Hyperparathyroidism is a relatively rare condition, affecting approximately 1 in 1,000 individuals. It is more common in women, especially postmenopausal women, with a female-to-male ratio of about 3:1. The prevalence increases with age, with the majority of cases occurring in individuals over 50 years old. Although the exact cause is unknown, certain factors like radiation exposure, certain genetic conditions, and family history may increase the risk. Early diagnosis and treatment are crucial to prevent complications associated with elevated levels of parathyroid hormone.
Hyperparathyroidism is a relatively rare endocrine disorder characterized by excessive production of parathyroid hormone (PTH) by the parathyroid glands. It affects the regulation of calcium and phosphorus levels in the body. The prevalence of hyperparathyroidism varies depending on the population studied and the diagnostic criteria used.

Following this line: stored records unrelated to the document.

impl Document {
    /// Create a document holding an empty `<body>` root.
    pub fn new() -> Self {
        Self {
            nodes: vec![Node::element("body")],
            root: NodeId(0),
        }
    }

    pub(crate) fn with_root(tag: &str) -> Self {
        Self {
            nodes: vec![Node::element(tag)],
            root: NodeId(0),
        }
    }

    /// The root element.
    pub fn root(&self) -> NodeId {
        self.root
    }

    /// Number of nodes ever allocated (attached or not).
    pub fn len(&self) -> usize {
        self.nodes.len()
    }

    /// Whether the arena is empty. A document always holds its root.
    pub fn is_empty(&self) -> bool {
        self.nodes.is_empty()
    }

    /// Borrow a node.
    pub fn node(&self, id: NodeId) -> Result<&Node> {
        self.nodes.get(id.0).ok_or(Error::UnknownNode(id))
    }

    fn node_mut(&mut self, id: NodeId) -> Result<&mut Node> {
        self.nodes.get_mut(id.0).ok_or(Error::UnknownNode(id))
    }

    fn attrs_mut(&mut self, id: NodeId) -> Result<&mut Vec<(String, String)>> {
        match &mut self.node_mut(id)?.data {
            NodeData::Element { attrs, .. } => Ok(attrs),
            NodeData::Text(_) => Err(Error::NotAnElement(id)),
        }
    }

    // --- Construction ---

    /// Allocate a detached element.
    pub fn create_element(&mut self, tag: &str) -> NodeId {
        self.push(Node::element(tag))
    }

    /// Allocate a detached text node.
    pub fn create_text(&mut self, text: &str) -> NodeId {
        self.push(Node::text(text))
    }

    fn push(&mut self, node: Node) -> NodeId {
        let id = NodeId(self.nodes.len());
        self.nodes.push(node);
        id
    }

    /// Append a detached node as the last child of `parent`.
    pub fn append_child(&mut self, parent: NodeId, child: NodeId) -> Result<()> {
        if !self.node(parent)?.is_element() {
            return Err(Error::NotAnElement(parent));
        }
        if self.node(child)?.parent.is_some() || child == self.root {
            return Err(Error::InvalidTree(format!("{child} is already attached")));
        }
        if self.is_ancestor_or_self(child, parent) {
            return Err(Error::InvalidTree(format!(
                "{child} is an ancestor of {parent}"
            )));
        }
        self.node_mut(child)?.parent = Some(parent);
        self.node_mut(parent)?.children.push(child);
        Ok(())
    }

    /// Create an element and append it to `parent` in one step.
    pub fn append_element(&mut self, parent: NodeId, tag: &str) -> Result<NodeId> {
        let id = self.create_element(tag);
        self.append_child(parent, id)?;
        Ok(id)
    }

    /// Create a text node and append it to `parent` in one step.
    pub fn append_text(&mut self, parent: NodeId, text: &str) -> Result<NodeId> {
        let id = self.create_text(text);
        self.append_child(parent, id)?;
        Ok(id)
    }

    /// Detach `id` from its parent. The subtree stays in the arena.
    pub fn detach(&mut self, id: NodeId) -> Result<()> {
        if let Some(parent) = self.node(id)?.parent {
            self.node_mut(parent)?.children.retain(|c| *c != id);
            self.node_mut(id)?.parent = None;
        }
        Ok(())
    }

    /// Detach every child of `id`.
    pub fn clear_children(&mut self, id: NodeId) -> Result<()> {
        let children = std::mem::take(&mut self.node_mut(id)?.children);
        for child in children {
            self.node_mut(child)?.parent = None;
        }
        Ok(())
    }

    /// Replace all children of `id` with a single text node.
    pub fn set_text(&mut self, id: NodeId, text: &str) -> Result<()> {
        self.clear_children(id)?;
        self.append_text(id, text)?;
        Ok(())
    }

    // --- Attributes ---

    /// Attribute value, if the node is an element carrying it.
    pub fn attr(&self, id: NodeId, name: &str) -> Option<&str> {
        self.node(id).ok()?.attr(name)
    }

    /// Set (or overwrite) an attribute, keeping its original position.
    pub fn set_attr(&mut self, id: NodeId, name: &str, value: &str) -> Result<()> {
        let attrs = self.attrs_mut(id)?;
        match attrs.iter_mut().find(|(k, _)| k == name) {
            Some((_, v)) => *v = value.to_string(),
            None => attrs.push((name.to_string(), value.to_string())),
        }
        Ok(())
    }

    /// Remove an attribute. Returns whether it was present.
    pub fn remove_attr(&mut self, id: NodeId, name: &str) -> Result<bool> {
        let attrs = self.attrs_mut(id)?;
        let before = attrs.len();
        attrs.retain(|(k, _)| k != name);
        Ok(attrs.len() != before)
    }

    /// Tag name of an element.
    pub fn tag(&self, id: NodeId) -> Option<&str> {
        self.node(id).ok()?.tag()
    }

    /// Whether the node's class list holds `class`.
    pub fn has_class(&self, id: NodeId, class: &str) -> bool {
        self.node(id).map(|n| n.has_class(class)).unwrap_or(false)
    }

    /// Add a class token if absent.
    pub fn add_class(&mut self, id: NodeId, class: &str) -> Result<()> {
        if self.has_class(id, class) {
            return Ok(());
        }
        let joined = match self.attr(id, "class") {
            Some(existing) if !existing.trim().is_empty() => format!("{} {}", existing.trim(), class),
            _ => class.to_string(),
        };
        self.set_attr(id, "class", &joined)
    }

    /// Class tokens of the node.
    pub fn classes(&self, id: NodeId) -> Vec<&str> {
        match self.node(id) {
            Ok(node) => node.classes().collect(),
            Err(_) => Vec::new(),
        }
    }

    // --- Navigation ---

    /// Parent of a node.
    pub fn parent(&self, id: NodeId) -> Option<NodeId> {
        self.node(id).ok()?.parent
    }

    /// All children, text included.
    pub fn children(&self, id: NodeId) -> &[NodeId] {
        self.node(id).map(|n| n.children.as_slice()).unwrap_or(&[])
    }

    /// Element children only (`Element.children` in DOM terms).
    pub fn element_children(&self, id: NodeId) -> Vec<NodeId> {
        self.children(id)
            .iter()
            .copied()
            .filter(|c| self.node(*c).map(Node::is_element).unwrap_or(false))
            .collect()
    }

    /// Next sibling that is an element.
    pub fn next_element_sibling(&self, id: NodeId) -> Option<NodeId> {
        let parent = self.parent(id)?;
        let siblings = self.children(parent);
        let pos = siblings.iter().position(|s| *s == id)?;
        siblings[pos + 1..]
            .iter()
            .copied()
            .find(|s| self.node(*s).map(Node::is_element).unwrap_or(false))
    }

    /// Whether `ancestor` is `id` or one of its ancestors.
    pub fn is_ancestor_or_self(&self, ancestor: NodeId, id: NodeId) -> bool {
        let mut cursor = Some(id);
        while let Some(current) = cursor {
            if current == ancestor {
                return true;
            }
            cursor = self.parent(current);
        }
        false
    }

    /// Nearest ancestor-or-self carrying `class`.
    pub fn closest_with_class(&self, id: NodeId, class: &str) -> Option<NodeId> {
        let mut cursor = Some(id);
        while let Some(current) = cursor {
            if self.has_class(current, class) {
                return Some(current);
            }
            cursor = self.parent(current);
        }
        None
    }

    /// Descendants of `root` (excluding `root`) in document order.
    pub fn descendants(&self, root: NodeId) -> Vec<NodeId> {
        let mut out = Vec::new();
        let mut stack: Vec<NodeId> = self.children(root).iter().rev().copied().collect();
        while let Some(id) = stack.pop() {
            out.push(id);
            stack.extend(self.children(id).iter().rev().copied());
        }
        out
    }

    /// `getElementsByClassName` scoped to `root`.
    pub fn elements_by_class(&self, root: NodeId, class: &str) -> Vec<NodeId> {
        self.descendants(root)
            .into_iter()
            .filter(|id| self.has_class(*id, class))
            .collect()
    }

    /// `getElementsByTagName` scoped to `root`.
    pub fn elements_by_tag(&self, root: NodeId, tag: &str) -> Vec<NodeId> {
        self.descendants(root)
            .into_iter()
            .filter(|id| self.tag(*id).is_some_and(|t| t.eq_ignore_ascii_case(tag)))
            .collect()
    }

    /// Descendants whose attribute `name` equals `value`.
    pub fn elements_by_attr(&self, root: NodeId, name: &str, value: &str) -> Vec<NodeId> {
        self.descendants(root)
            .into_iter()
            .filter(|id| self.attr(*id, name) == Some(value))
            .collect()
    }

    // --- Serialization ---

    /// Markup of the children of `id`, as `innerHTML` would produce it.
    pub fn inner_html(&self, id: NodeId) -> String {
        html::inner_html(self, id, &|_| false)
    }

    /// Like [`inner_html`](Self::inner_html) but leaving out every subtree for
    /// which `skip` returns true.
    pub fn inner_html_without(&self, id: NodeId, skip: &dyn Fn(NodeId) -> bool) -> String {
        html::inner_html(self, id, skip)
    }

    /// Markup of `id` itself.
    pub fn outer_html(&self, id: NodeId) -> String {
        let mut out = String::new();
        html::write_node(self, id, &|_| false, &mut out);
        out
    }

    /// Concatenated character data of the subtree.
    pub fn text_content(&self, id: NodeId) -> String {
        let mut out = String::new();
        if let Ok(Node { data: NodeData::Text(t), .. }) = self.node(id) {
            out.push_str(t);
        }
        for d in self.descendants(id) {
            if let Ok(Node { data: NodeData::Text(t), .. }) = self.node(d) {
                out.push_str(t);
            }
        }
        out
    }

    // --- Form controls ---

    /// The `type` of an `<input>`, lowercased; `text` when absent.
    pub fn input_type(&self, id: NodeId) -> Option<String> {
        if self.tag(id)? != "input" {
            return None;
        }
        Some(
            self.attr(id, "type")
                .unwrap_or("text")
                .to_ascii_lowercase(),
        )
    }

    /// Whether an input is checked.
    pub fn is_checked(&self, id: NodeId) -> bool {
        self.attr(id, "checked").is_some()
    }

    /// Set an input's checked state.
    ///
    /// Checking a radio unchecks every other radio sharing its `name`, as a
    /// browser would.
    pub fn set_checked(&mut self, id: NodeId, checked: bool) -> Result<()> {
        if !checked {
            self.remove_attr(id, "checked")?;
            return Ok(());
        }
        if self.input_type(id).as_deref() == Some("radio") {
            if let Some(name) = self.attr(id, "name").map(str::to_string) {
                let group: Vec<NodeId> = self
                    .elements_by_attr(self.root, "name", &name)
                    .into_iter()
                    .filter(|other| *other != id)
                    .filter(|other| self.input_type(*other).as_deref() == Some("radio"))
                    .collect();
                for other in group {
                    self.remove_attr(other, "checked")?;
                }
            }
        }
        self.set_attr(id, "checked", "")
    }

    // --- Visibility ---

    /// Whether the element is hidden through its inline style.
    pub fn is_hidden(&self, id: NodeId) -> bool {
        self.attr(id, "style")
            .is_some_and(|s| s.split(';').any(|decl| is_display_none(decl)))
    }

    /// Hide or show an element through its inline style.
    pub fn set_hidden(&mut self, id: NodeId, hidden: bool) -> Result<()> {
        let remaining: Vec<String> = self
            .attr(id, "style")
            .unwrap_or("")
            .split(';')
            .map(str::trim)
            .filter(|decl| !decl.is_empty() && !is_display_none(decl))
            .map(str::to_string)
            .collect();

        let mut decls = remaining;
        if hidden {
            decls.push(HIDDEN_STYLE.to_string());
        }

        if decls.is_empty() {
            self.remove_attr(id, "style")?;
        } else {
            self.set_attr(id, "style", &decls.join("; "))?;
        }
        Ok(())
    }
}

In the general population: The estimated prevalence of primary hyperparathyroidism, the most common form, is approximately 0.1% to 0.3%. It is more common in women, with a female-to-male ratio of about 3:1. The incidence increases with age, peaking in the 50s and 60s.

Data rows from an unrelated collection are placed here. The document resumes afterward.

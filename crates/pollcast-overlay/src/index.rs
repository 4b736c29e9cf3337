//! In-memory index over the host page.
//!
//! The index resolves the page's question blocks and answer entries, derives
//! their content digests, and owns the per-answer tally counters. It never
//! holds the document lock itself: callers pass in the [`Document`] they have
//! locked, so one lock acquisition covers a whole pass.

use std::collections::HashMap;
use std::sync::{Arc, Mutex, MutexGuard, OnceLock};

use pollcast_identity::{ContentDigest, DigestCache};
use pollcast_page::{Document, NodeId};
use pollcast_protocol::{ProtocolVariant, Tally};
use tokio::sync::{watch, RwLock};
use tracing::{debug, warn};

use crate::config::HostContract;
use crate::error::{Error, Result};

/// Class prefix for digests stamped onto answer entries.
pub const DIGEST_TAG_PREFIX: &str = "pollcast-digest-";

/// The page shared between the overlay's tasks.
pub type SharedDocument = Arc<RwLock<Document>>;

/// How an answer's digest is obtained during lookups.
#[derive(Debug, Clone, Copy, PartialEq, Eq)]
pub enum AnswerLookup {
    /// Re-derive the digest from the answer's content every time.
    Recompute,
    /// Read the digest stamped on the entry at initialization.
    CachedTag,
}

impl From<ProtocolVariant> for AnswerLookup {
    fn from(variant: ProtocolVariant) -> Self {
        if variant.uses_cached_tags() {
            AnswerLookup::CachedTag
        } else {
            AnswerLookup::Recompute
        }
    }
}

/// A question block on the page.
#[derive(Debug, Clone)]
pub struct QuestionItem {
    pub node: NodeId,
    digest: OnceLock<ContentDigest>,
}

impl QuestionItem {
    pub fn new(node: NodeId) -> Self {
        Self {
            node,
            digest: OnceLock::new(),
        }
    }

    /// The block's digest, computed on first use.
    pub fn digest(&self, index: &DomIndex, doc: &Document) -> Result<ContentDigest> {
        if let Some(digest) = self.digest.get() {
            return Ok(*digest);
        }
        let content = index.question_content(doc, self.node)?;
        let digest = index.digests.digest(&content);
        let _ = self.digest.set(digest);
        Ok(digest)
    }
}

/// An answer entry inside a question block.
#[derive(Debug, Clone)]
pub struct AnswerItem {
    pub node: NodeId,
    pub question: NodeId,
    digest: OnceLock<ContentDigest>,
}

impl AnswerItem {
    pub fn new(node: NodeId, question: NodeId) -> Self {
        Self {
            node,
            question,
            digest: OnceLock::new(),
        }
    }

    /// The entry's digest under the given lookup strategy.
    ///
    /// A missing or unreadable stamp under `CachedTag` is `NotFound`.
    pub fn digest(
        &self,
        index: &DomIndex,
        doc: &Document,
        lookup: AnswerLookup,
    ) -> Result<ContentDigest> {
        if let Some(digest) = self.digest.get() {
            return Ok(*digest);
        }
        let digest = match lookup {
            AnswerLookup::Recompute => index.answer_digest(doc, self.node)?,
            AnswerLookup::CachedTag => index
                .cached_digest(doc, self.node)
                .ok_or_else(|| Error::NotFound(format!("no digest tag on {}", self.node)))?,
        };
        let _ = self.digest.set(digest);
        Ok(digest)
    }
}

/// The kind of selection control an answer carries.
#[derive(Debug, Clone, PartialEq, Eq)]
pub enum InputKind {
    Radio,
    Checkbox,
    Other(String),
}

impl InputKind {
    pub fn is_supported(&self) -> bool {
        matches!(self, InputKind::Radio | InputKind::Checkbox)
    }
}

/// The selection control of an answer entry.
#[derive(Debug, Clone, PartialEq, Eq)]
pub struct InputControl {
    pub node: NodeId,
    pub kind: InputKind,
}

/// Index over the shared page.
pub struct DomIndex {
    document: SharedDocument,
    contract: HostContract,
    lookup: AnswerLookup,
    digests: DigestCache,
    tallies: Mutex<HashMap<NodeId, Arc<watch::Sender<Tally>>>>,
    listeners: Mutex<HashMap<NodeId, NodeId>>,
    owners: Mutex<HashMap<NodeId, NodeId>>,
}

fn lock<T>(m: &Mutex<T>) -> MutexGuard<'_, T> {
    m.lock().unwrap_or_else(|e| e.into_inner())
}

impl DomIndex {
    pub fn new(document: SharedDocument, contract: HostContract, variant: ProtocolVariant) -> Self {
        Self {
            digests: DigestCache::with_marker_class(contract.ordinal_marker_class.as_str()),
            document,
            contract,
            lookup: variant.into(),
            tallies: Mutex::new(HashMap::new()),
            listeners: Mutex::new(HashMap::new()),
            owners: Mutex::new(HashMap::new()),
        }
    }

    /// The page this index reads.
    pub fn document(&self) -> &SharedDocument {
        &self.document
    }

    pub fn contract(&self) -> &HostContract {
        &self.contract
    }

    pub fn lookup(&self) -> AnswerLookup {
        self.lookup
    }

    // --- Structure ---

    /// Every question block on the page, in page order.
    ///
    /// The last listing container is the navigation summary and is dropped,
    /// so fewer than two containers means the page is not a quiz page.
    pub fn enumerate_questions(&self, doc: &Document) -> Result<Vec<QuestionItem>> {
        let mut blocks = doc.elements_by_class(doc.root(), &self.contract.listing_class);
        if blocks.len() < 2 {
            return Err(Error::mismatch("listing containers", "at least 2", blocks.len()));
        }
        blocks.pop();
        Ok(blocks.into_iter().map(QuestionItem::new).collect())
    }

    /// The answer entries of a question block, in page order.
    pub fn answers_of(&self, doc: &Document, question: &QuestionItem) -> Result<Vec<AnswerItem>> {
        let groups = doc.elements_by_class(question.node, &self.contract.answer_group_class);
        let [group] = groups.as_slice() else {
            return Err(Error::mismatch("answer groups", "exactly 1", groups.len()));
        };
        Ok(doc
            .element_children(*group)
            .into_iter()
            .map(|node| AnswerItem::new(node, question.node))
            .collect())
    }

    /// Inner markup of the block's question text.
    pub fn question_content(&self, doc: &Document, block: NodeId) -> Result<String> {
        let texts = doc.elements_by_class(block, &self.contract.question_text_class);
        match texts.as_slice() {
            [text] => Ok(doc.inner_html(*text)),
            _ => Err(Error::mismatch("question texts", "exactly 1", texts.len())),
        }
    }

    /// Inner markup of an answer's label, ordinal markers removed.
    ///
    /// Label shapes are tried in order: a single `<label>`, a `<div>` right
    /// after an ordinal marker, a designated answer-label region.
    pub fn answer_content(&self, doc: &Document, answer: NodeId) -> Result<String> {
        let marker = self.contract.ordinal_marker_class.as_str();
        let skip_markers = |id: NodeId| doc.has_class(id, marker);

        let labels = doc.elements_by_tag(answer, "label");
        if let [label] = labels.as_slice() {
            return Ok(doc.inner_html_without(*label, &skip_markers));
        }

        let after_marker: Vec<NodeId> = doc
            .elements_by_class(answer, marker)
            .into_iter()
            .filter_map(|m| doc.next_element_sibling(m))
            .filter(|sibling| doc.tag(*sibling) == Some("div"))
            .collect();
        if let [div] = after_marker.as_slice() {
            return Ok(doc.inner_html_without(*div, &skip_markers));
        }

        let regions = doc.elements_by_attr(answer, "data-region", &self.contract.answer_label_region);
        if let [region] = regions.as_slice() {
            return Ok(doc.inner_html_without(*region, &skip_markers));
        }

        Err(Error::mismatch(
            "answer label candidates across all shapes",
            "exactly 1 of a single shape",
            labels.len() + after_marker.len() + regions.len(),
        ))
    }

    /// Digest of an answer's content, memoized by content.
    pub fn answer_digest(&self, doc: &Document, answer: NodeId) -> Result<ContentDigest> {
        let content = self.answer_content(doc, answer)?;
        Ok(self.digests.digest(&content))
    }

    /// The selection control of an answer entry.
    ///
    /// `Ok(None)` for entries that are not selectable (not a `<div>`
    /// container).
    pub fn input_of(&self, doc: &Document, answer: NodeId) -> Result<Option<InputControl>> {
        if doc.tag(answer) != Some("div") {
            return Ok(None);
        }
        let inputs = doc.elements_by_tag(answer, "input");
        let [input] = inputs.as_slice() else {
            return Err(Error::mismatch("inputs", "exactly 1", inputs.len()));
        };
        let kind = match doc.input_type(*input).as_deref() {
            Some("radio") => InputKind::Radio,
            Some("checkbox") => InputKind::Checkbox,
            Some(other) => InputKind::Other(other.to_string()),
            None => InputKind::Other(String::new()),
        };
        Ok(Some(InputControl { node: *input, kind }))
    }

    // --- Digest tags ---

    /// Stamp a digest onto an answer entry as a class.
    pub fn stamp_digest(&self, doc: &mut Document, answer: NodeId, digest: &ContentDigest) -> Result<()> {
        if self.cached_digest(doc, answer).as_ref() == Some(digest) {
            return Ok(());
        }
        doc.add_class(answer, &format!("{DIGEST_TAG_PREFIX}{}", digest.to_hex()))?;
        Ok(())
    }

    /// The digest stamped on an answer entry, if any.
    pub fn cached_digest(&self, doc: &Document, answer: NodeId) -> Option<ContentDigest> {
        doc.classes(answer)
            .into_iter()
            .filter_map(|c| c.strip_prefix(DIGEST_TAG_PREFIX))
            .find_map(|hex| ContentDigest::from_hex(hex).ok())
    }

    // --- Resolution ---

    /// Find the displayed question with the given digest.
    ///
    /// Blocks whose structure does not match are logged and skipped.
    pub fn find_question(&self, doc: &Document, digest: &ContentDigest) -> Option<QuestionItem> {
        let questions = match self.enumerate_questions(doc) {
            Ok(questions) => questions,
            Err(e) => {
                warn!("Cannot enumerate questions: {}", e);
                return None;
            }
        };
        questions.into_iter().find(|q| match q.digest(self, doc) {
            Ok(d) => d == *digest,
            Err(e) => {
                warn!("Skipping question block {}: {}", q.node, e);
                false
            }
        })
    }

    /// Find the answer with the given digest inside a question.
    pub fn find_answer(
        &self,
        doc: &Document,
        question: &QuestionItem,
        digest: &ContentDigest,
    ) -> Option<AnswerItem> {
        let answers = match self.answers_of(doc, question) {
            Ok(answers) => answers,
            Err(e) => {
                warn!("Skipping question block {}: {}", question.node, e);
                return None;
            }
        };
        answers.into_iter().find(|a| match a.digest(self, doc, self.lookup) {
            Ok(d) => d == *digest,
            Err(e) => {
                debug!("Skipping answer {}: {}", a.node, e);
                false
            }
        })
    }

    /// Locks the page and resolves a question by digest.
    pub async fn resolve_question_by_digest(&self, digest: &ContentDigest) -> Option<QuestionItem> {
        let doc = self.document.read().await;
        self.find_question(&doc, digest)
    }

    /// Locks the page and resolves an answer by digest.
    pub async fn resolve_answer_by_digest(
        &self,
        question: &QuestionItem,
        digest: &ContentDigest,
    ) -> Option<AnswerItem> {
        let doc = self.document.read().await;
        self.find_answer(&doc, question, digest)
    }

    /// Digests of every displayed question whose structure is intact.
    pub async fn topics(&self) -> Vec<ContentDigest> {
        let doc = self.document.read().await;
        self.topics_in(&doc)
    }

    pub fn topics_in(&self, doc: &Document) -> Vec<ContentDigest> {
        let Ok(questions) = self.enumerate_questions(doc) else {
            return Vec::new();
        };
        questions
            .iter()
            .filter_map(|q| q.digest(self, doc).ok())
            .collect()
    }

    // --- Tallies ---

    /// The counter of an answer, created on first use.
    pub(crate) fn counter(&self, answer: NodeId) -> Arc<watch::Sender<Tally>> {
        let mut tallies = lock(&self.tallies);
        Arc::clone(
            tallies
                .entry(answer)
                .or_insert_with(|| Arc::new(watch::channel(Tally::default()).0)),
        )
    }

    /// Current tally of an answer.
    pub fn tally(&self, answer: NodeId) -> Tally {
        *self.counter(answer).borrow()
    }

    /// Subscribe to an answer's tally changes.
    pub fn subscribe(&self, answer: NodeId) -> watch::Receiver<Tally> {
        self.counter(answer).subscribe()
    }

    /// Number of tally counters created so far.
    pub fn counter_count(&self) -> usize {
        lock(&self.tallies).len()
    }

    // --- Registries ---

    /// Record that changes of `input` concern question block `question`.
    pub fn attach_listener(&self, input: NodeId, question: NodeId) {
        lock(&self.listeners).insert(input, question);
    }

    /// The question block an input's listener was attached for.
    pub fn question_for_input(&self, input: NodeId) -> Option<NodeId> {
        lock(&self.listeners).get(&input).copied()
    }

    pub fn listener_count(&self) -> usize {
        lock(&self.listeners).len()
    }

    /// Record the question block an answer entry belongs to.
    pub fn register_answer(&self, answer: NodeId, question: NodeId) {
        lock(&self.owners).insert(answer, question);
    }

    /// The question block of a registered answer entry.
    pub fn question_of_answer(&self, answer: NodeId) -> Option<NodeId> {
        lock(&self.owners).get(&answer).copied()
    }
}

In certain high-risk groups: Hyperparathyroidism is more prevalent in individuals with certain conditions such as multiple endocrine neoplasia type 1 (MEN1), familial hypocalciuric hypercalcemia (FHH), and renal failure. In these populations, the prevalence can be significantly higher.
Diagnosis and treatment: Hyperparathyroidism is often diagnosed through blood tests that measure calcium and PTH levels. Treatment options include observation, medication, or surgical removal of the affected parathyroid glands.
While hyperparathyroidism is not a common condition, it is important to recognize its symptoms and seek medical attention for proper diagnosis and management.